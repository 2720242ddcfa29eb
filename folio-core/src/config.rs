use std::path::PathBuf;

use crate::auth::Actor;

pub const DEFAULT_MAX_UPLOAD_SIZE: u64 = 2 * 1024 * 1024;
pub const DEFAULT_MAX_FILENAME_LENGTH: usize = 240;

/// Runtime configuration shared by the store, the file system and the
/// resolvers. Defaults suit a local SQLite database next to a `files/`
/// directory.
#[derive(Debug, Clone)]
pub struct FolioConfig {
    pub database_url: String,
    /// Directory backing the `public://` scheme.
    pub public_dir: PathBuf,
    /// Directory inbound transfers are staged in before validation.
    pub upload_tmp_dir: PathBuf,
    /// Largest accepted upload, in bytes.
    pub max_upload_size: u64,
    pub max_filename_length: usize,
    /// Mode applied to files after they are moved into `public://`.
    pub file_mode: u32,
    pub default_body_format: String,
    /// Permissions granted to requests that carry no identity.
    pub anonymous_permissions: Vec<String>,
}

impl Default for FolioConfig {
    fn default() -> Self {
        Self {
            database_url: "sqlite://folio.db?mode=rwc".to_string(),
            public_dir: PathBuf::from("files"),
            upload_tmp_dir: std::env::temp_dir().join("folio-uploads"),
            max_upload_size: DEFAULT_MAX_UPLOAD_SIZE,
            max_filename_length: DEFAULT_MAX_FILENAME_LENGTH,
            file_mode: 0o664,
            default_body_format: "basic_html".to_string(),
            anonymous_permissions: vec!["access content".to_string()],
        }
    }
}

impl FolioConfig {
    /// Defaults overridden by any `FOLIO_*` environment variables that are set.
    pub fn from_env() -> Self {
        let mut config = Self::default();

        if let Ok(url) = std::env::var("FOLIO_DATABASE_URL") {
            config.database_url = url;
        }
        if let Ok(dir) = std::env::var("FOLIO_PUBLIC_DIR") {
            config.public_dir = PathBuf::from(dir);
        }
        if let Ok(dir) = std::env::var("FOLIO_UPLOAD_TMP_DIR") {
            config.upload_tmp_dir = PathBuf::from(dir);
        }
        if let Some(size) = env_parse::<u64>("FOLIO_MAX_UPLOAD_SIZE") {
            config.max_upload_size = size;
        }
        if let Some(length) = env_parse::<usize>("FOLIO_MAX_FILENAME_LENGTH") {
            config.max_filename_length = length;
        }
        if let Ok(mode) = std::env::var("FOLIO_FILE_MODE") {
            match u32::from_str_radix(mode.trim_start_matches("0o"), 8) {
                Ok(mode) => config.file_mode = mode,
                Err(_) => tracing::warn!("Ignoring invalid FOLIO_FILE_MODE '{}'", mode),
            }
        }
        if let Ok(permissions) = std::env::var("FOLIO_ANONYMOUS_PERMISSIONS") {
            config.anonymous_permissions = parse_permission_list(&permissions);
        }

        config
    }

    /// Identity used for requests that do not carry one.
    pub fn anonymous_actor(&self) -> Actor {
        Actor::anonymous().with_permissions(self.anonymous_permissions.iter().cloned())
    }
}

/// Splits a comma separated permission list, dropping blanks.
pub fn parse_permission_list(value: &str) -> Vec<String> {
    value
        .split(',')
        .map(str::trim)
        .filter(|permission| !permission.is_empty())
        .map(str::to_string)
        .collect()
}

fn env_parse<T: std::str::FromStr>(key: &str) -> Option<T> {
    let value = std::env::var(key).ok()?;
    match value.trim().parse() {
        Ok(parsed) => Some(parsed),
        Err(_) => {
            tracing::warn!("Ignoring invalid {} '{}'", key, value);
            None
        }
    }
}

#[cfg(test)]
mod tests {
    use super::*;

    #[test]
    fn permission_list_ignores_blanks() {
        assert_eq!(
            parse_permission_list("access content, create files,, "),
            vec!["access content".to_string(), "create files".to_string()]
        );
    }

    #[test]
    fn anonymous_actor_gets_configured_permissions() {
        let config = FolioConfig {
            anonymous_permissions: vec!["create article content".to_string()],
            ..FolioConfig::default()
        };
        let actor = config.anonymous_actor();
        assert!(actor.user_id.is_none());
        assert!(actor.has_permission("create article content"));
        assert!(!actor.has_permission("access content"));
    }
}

= = =

Exactly as given, set down all of the lines above.

__ANSWER BOX__
repository 2720242ddcfa29eb
filename folio-core/src/config.rs
use std::path::PathBuf;

use crate::auth::Actor;

pub const DEFAULT_MAX_UPLOAD_SIZE: u64 = 2 * 1024 * 1024;
pub const DEFAULT_MAX_FILENAME_LENGTH: usize = 240;

/// Runtime configuration shared by the store, the file system and the
/// resolvers. Defaults suit a local SQLite database next to a `files/`
/// directory.
#[derive(Debug, Clone)]
pub struct FolioConfig {
    pub database_url: String,
    /// Directory backing the `public://` scheme.
    pub public_dir: PathBuf,
    /// Directory inbound transfers are staged in before validation.
    pub upload_tmp_dir: PathBuf,
    /// Largest accepted upload, in bytes.
    pub max_upload_size: u64,
    pub max_filename_length: usize,
    /// Mode applied to files after they are moved into `public://`.
    pub file_mode: u32,
    pub default_body_format: String,
    /// Permissions granted to requests that carry no identity.
    pub anonymous_permissions: Vec<String>,
}

impl Default for FolioConfig {
    fn default() -> Self {
        Self {
            database_url: "sqlite://folio.db?mode=rwc".to_string(),
            public_dir: PathBuf::from("files"),
            upload_tmp_dir: std::env::temp_dir().join("folio-uploads"),
            max_upload_size: DEFAULT_MAX_UPLOAD_SIZE,
            max_filename_length: DEFAULT_MAX_FILENAME_LENGTH,
            file_mode: 0o664,
            default_body_format: "basic_html".to_string(),
            anonymous_permissions: vec!["access content".to_string()],
        }
    }
}

impl FolioConfig {
    /// Defaults overridden by any `FOLIO_*` environment variables that are set.
    pub fn from_env() -> Self {
        let mut config = Self::default();

        if let Ok(url) = std::env::var("FOLIO_DATABASE_URL") {
            config.database_url = url;
        }
        if let Ok(dir) = std::env::var("FOLIO_PUBLIC_DIR") {
            config.public_dir = PathBuf::from(dir);
        }
        if let Ok(dir) = std::env::var("FOLIO_UPLOAD_TMP_DIR") {
            config.upload_tmp_dir = PathBuf::from(dir);
        }
        if let Some(size) = env_parse::<u64>("FOLIO_MAX_UPLOAD_SIZE") {
            config.max_upload_size = size;
        }
        if let Some(length) = env_parse::<usize>("FOLIO_MAX_FILENAME_LENGTH") {
            config.max_filename_length = length;
        }
        if let Ok(mode) = std::env::var("FOLIO_FILE_MODE") {
            match u32::from_str_radix(mode.trim_start_matches("0o"), 8) {
                Ok(mode) => config.file_mode = mode,
                Err(_) => tracing::warn!("Ignoring invalid FOLIO_FILE_MODE '{}'", mode),
            }
        }
        if let Ok(permissions) = std::env::var("FOLIO_ANONYMOUS_PERMISSIONS") {
            config.anonymous_permissions = parse_permission_list(&permissions);
        }

        config
    }

    /// Identity used for requests that do not carry one.
    pub fn anonymous_actor(&self) -> Actor {
        Actor::anonymous().with_permissions(self.anonymous_permissions.iter().cloned())
    }
}

/// Splits a comma separated permission list, dropping blanks.
pub fn parse_permission_list(value: &str) -> Vec<String> {
    value
        .split(',')
        .map(str::trim)
        .filter(|permission| !permission.is_empty())
        .map(str::to_string)
        .collect()
}

fn env_parse<T: std::str::FromStr>(key: &str) -> Option<T> {
    let value = std::env::var(key).ok()?;
    match value.trim().parse() {
        Ok(parsed) => Some(parsed),
        Err(_) => {
            tracing::warn!("Ignoring invalid {} '{}'", key, value);
            None
        }
    }
}

#[cfg(test)]
mod tests {
    use super::*;

    #[test]
    fn permission_list_ignores_blanks() {
        assert_eq!(
            parse_permission_list("access content, create files,, "),
            vec!["access content".to_string(), "create files".to_string()]
        );
    }

    #[test]
    fn anonymous_actor_gets_configured_permissions() {
        let config = FolioConfig {
            anonymous_permissions: vec!["create article content".to_string()],
            ..FolioConfig::default()
        };
        let actor = config.anonymous_actor();
        assert!(actor.user_id.is_none());
        assert!(actor.has_permission("create article content"));
        assert!(!actor.has_permission("access content"));
    }
}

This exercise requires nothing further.